We haven’t needed to. We just limit access to the event store to services that should be able to access it.

streams metadata and things like that?

Again, we don’t need it

Also curious, in what kind of storage you write the state of read models?

Read Models are ephemeral. They construct their state at startup and then subscribe to what they need. If it dies then it just rebuilds and resubscribes when restarted

As for me, I still want to get projections to work, for the sake of simplicity.

Didn’t you say things get a lot simpler if you don’t use projections?

Then on deployment I’ll go through all files and publish a projection with the same name as a file and the reset the projection.

So, you’ll need the projections for your read models I guess… in which case wouldn’t that mean that to start a read model you need the projections in the database to be setup right? How do you know? What happens if it’s not? How do you handle the case where 2 models need different versions of the “same” projection?

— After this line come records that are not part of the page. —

//! outliner CLI - document outline extraction and persona ranking

use std::fs;
use std::path::{Path, PathBuf};

use clap::{Parser, Subcommand};
use colored::Colorize;
use indicatif::{ProgressBar, ProgressStyle};
use serde::Deserialize;

use outliner::{OutlineConfig, Outliner, PersonaContext, RankConfig};

#[derive(Parser)]
#[command(name = "outliner")]
#[command(version)]
#[command(about = "Extract document outlines and persona-ranked sections", long_about = None)]
struct Cli {
    #[command(subcommand)]
    command: Commands,
}

#[derive(Subcommand)]
enum Commands {
    /// Extract outlines from documents (.pdf or .json fragment files)
    Outline {
        /// Input file or directory
        #[arg(value_name = "INPUT")]
        input: PathBuf,

        /// Output directory (stdout for a single input if not specified)
        #[arg(short, long, value_name = "DIR")]
        output: Option<PathBuf>,

        /// Output compact JSON
        #[arg(long)]
        compact: bool,

        /// Process documents one at a time
        #[arg(long)]
        sequential: bool,
    },

    /// Rank a document collection's sections for a persona
    Rank {
        /// Collection description JSON (documents, persona, job_to_be_done)
        #[arg(short, long, value_name = "FILE")]
        input: PathBuf,

        /// Directory holding the collection's document files
        #[arg(long, value_name = "DIR")]
        pdf_dir: Option<PathBuf>,

        /// Output file (stdout if not specified)
        #[arg(short, long, value_name = "FILE")]
        output: Option<PathBuf>,

        /// Output compact JSON
        #[arg(long)]
        compact: bool,

        /// Process documents one at a time
        #[arg(long)]
        sequential: bool,
    },

    /// Show version information
    Version,
}

/// Collection description consumed by `rank`.
#[derive(Deserialize)]
struct CollectionSpec {
    documents: Vec<DocumentRef>,
    persona: PersonaSpec,
    job_to_be_done: JobSpec,
}

#[derive(Deserialize)]
struct DocumentRef {
    filename: String,
}

#[derive(Deserialize)]
struct PersonaSpec {
    role: String,
}

#[derive(Deserialize)]
struct JobSpec {
    task: String,
}

fn main() {
    env_logger::init();

    let cli = Cli::parse();

    let result = match cli.command {
        Commands::Outline {
            input,
            output,
            compact,
            sequential,
        } => cmd_outline(&input, output.as_deref(), compact, sequential),
        Commands::Rank {
            input,
            pdf_dir,
            output,
            compact,
            sequential,
        } => cmd_rank(
            &input,
            pdf_dir.as_deref(),
            output.as_deref(),
            compact,
            sequential,
        ),
        Commands::Version => {
            cmd_version();
            Ok(())
        }
    };

    if let Err(e) = result {
        eprintln!("{}: {}", "Error".red().bold(), e);
        std::process::exit(1);
    }
}

fn build_outliner(sequential: bool) -> Outliner {
    let mut config = OutlineConfig::default();
    if sequential {
        config = config.sequential();
    }
    Outliner::new()
        .with_outline_config(config)
        .with_rank_config(RankConfig::default())
}

fn cmd_outline(
    input: &Path,
    output: Option<&Path>,
    compact: bool,
    sequential: bool,
) -> Result<(), Box<dyn std::error::Error>> {
    let outliner = build_outliner(sequential);
    let inputs = collect_inputs(input)?;

    if inputs.is_empty() {
        return Err(format!("no .pdf or .json inputs under '{}'", input.display()).into());
    }

    // Single file without -o goes to stdout.
    if inputs.len() == 1 && output.is_none() {
        let outline = outliner.outline_file(&inputs[0])?;
        println!("{}", to_json(&outline, compact)?);
        return Ok(());
    }

    let output_dir = output
        .map(|p| p.to_path_buf())
        .unwrap_or_else(|| PathBuf::from("outlines"));
    fs::create_dir_all(&output_dir)?;

    let pb = progress_bar(inputs.len() as u64);
    let mut failures = 0usize;

    for path in &inputs {
        let name = file_name(path);
        pb.set_message(name.clone());
        match outliner.outline_file(path) {
            Ok(outline) => {
                let stem = path.file_stem().unwrap_or_default().to_string_lossy();
                let out_path = output_dir.join(format!("{}.json", stem));
                fs::write(&out_path, to_json(&outline, compact)?)?;
            }
            Err(e) => {
                failures += 1;
                log::warn!("{}: {}", name, e);
                pb.println(format!("{} {}: {}", "Failed".red(), name, e));
            }
        }
        pb.inc(1);
    }
    pb.finish_with_message("Done!");

    let processed = inputs.len() - failures;
    println!(
        "\n{} {} outlines written to {}",
        "Done!".green().bold(),
        processed,
        output_dir.display()
    );
    if failures > 0 {
        println!("{} {} inputs failed", "Warning:".yellow().bold(), failures);
    }

    Ok(())
}

fn cmd_rank(
    input: &Path,
    pdf_dir: Option<&Path>,
    output: Option<&Path>,
    compact: bool,
    sequential: bool,
) -> Result<(), Box<dyn std::error::Error>> {
    let spec: CollectionSpec = serde_json::from_slice(&fs::read(input)?)?;
    let base_dir = pdf_dir
        .map(|p| p.to_path_buf())
        .or_else(|| input.parent().map(|p| p.to_path_buf()))
        .unwrap_or_else(|| PathBuf::from("."));

    let persona = PersonaContext::build(spec.persona.role, spec.job_to_be_done.task);
    let outliner = build_outliner(sequential);

    let pb = progress_bar(spec.documents.len() as u64);
    pb.set_message("Loading documents...");
    let mut paths = Vec::with_capacity(spec.documents.len());
    for doc in &spec.documents {
        let path = base_dir.join(&doc.filename);
        if !path.exists() {
            return Err(format!("document '{}' not found", path.display()).into());
        }
        paths.push(path);
        pb.inc(1);
    }
    pb.finish_and_clear();

    let path_refs: Vec<&Path> = paths.iter().map(|p| p.as_path()).collect();
    let result = outliner.rank_files(&path_refs, &persona)?;
    let json = to_json(&result, compact)?;

    if let Some(path) = output {
        fs::write(path, &json)?;
        println!("{} {}", "Saved to".green(), path.display());
    } else {
        println!("{}", json);
    }

    println!(
        "{} {} sections ranked across {} documents",
        "Done!".green().bold(),
        result.extracted_sections.len(),
        result.metadata.input_documents.len()
    );

    Ok(())
}

fn cmd_version() {
    println!("{} {}", "outliner".cyan().bold(), env!("CARGO_PKG_VERSION"));
    println!("Document outline extraction and persona ranking");
}

/// Gather .pdf/.json inputs: a single file as-is, a directory's matching
/// entries sorted by name.
fn collect_inputs(input: &Path) -> Result<Vec<PathBuf>, Box<dyn std::error::Error>> {
    if input.is_file() {
        return Ok(vec![input.to_path_buf()]);
    }
    if !input.is_dir() {
        return Err(format!("'{}' is not a file or directory", input.display()).into());
    }

    let mut inputs = Vec::new();
    for entry in fs::read_dir(input)? {
        let path = entry?.path();
        if !path.is_file() {
            continue;
        }
        let ext = path
            .extension()
            .and_then(|e| e.to_str())
            .map(|e| e.to_lowercase());
        if matches!(ext.as_deref(), Some("pdf") | Some("json")) {
            inputs.push(path);
        }
    }
    inputs.sort();
    Ok(inputs)
}

fn to_json<T: serde::Serialize>(value: &T, compact: bool) -> serde_json::Result<String> {
    if compact {
        serde_json::to_string(value)
    } else {
        serde_json::to_string_pretty(value)
    }
}

fn file_name(path: &Path) -> String {
    path.file_name()
        .map(|n| n.to_string_lossy().into_owned())
        .unwrap_or_else(|| path.display().to_string())
}

fn progress_bar(len: u64) -> ProgressBar {
    let pb = ProgressBar::new(len);
    pb.set_style(
        ProgressStyle::default_bar()
            .template("{spinner:.green} [{bar:40.cyan/blue}] {pos}/{len} {msg}")
            .unwrap()
            .progress_chars("#>-"),
    );
    pb
}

For all of those reason, we don’t use them. If you build your read models as I described above then they fufill the job of a projection while being able to stop, start and be upgraded independently.

But honestly I expected a tooling for such things out of the box, maybe with some mental model like DB schemas to reason about it.

It sounds like you should find a new mental model. Event Sourcing turns relational thinking on its head. Try reading up on CQRS and other Event Source architectures and then taking a fresh look at ES. It might seem a bit easier then.

(p.s. sorry, that’s a bit of a stock answer on this group but its true)

Hope this helps

Adrian

Hey Adrian!
I did read up a lot on Event Sourcing and CQRS by now, I come from Neos CMS community and we are rebuilding our Content Repository in an event sourced way (https://www.youtube.com/watch?v=qG_x35CxtFE), though admittedly there are smarter people than me doing that (actually I’m a frontend guy).

I understood your solution to the problem: just use the bare minimum of what EventStore provides. It might be indeed very wise.

My current app is super simple: I receive information about payments and I build some projections like total amount of money received, then I just pass them through nodejs frontend and output on the website via ajax… For this stuff projections help by providing an out of the box solution that I don’t need to spend the time on.

in which case wouldn’t that mean that to start a read model you need the projections in the database to be setup right? How do you know? What happens if it’s not?

Yes. I’ll just do it on every code deployment: kill all projections and push the new ones. I could improve the logic to check if the projection’s code actually change. I think that should work…

How do you handle the case where 2 models need different versions of the “same” projection?

Duh, don’t ask! Perhaps if my app becomes that complicated I’ll stop using projections…

So the question to everybody else: do any of you actually use projections and other features besides just writing to streams? If yes then please answer my original question.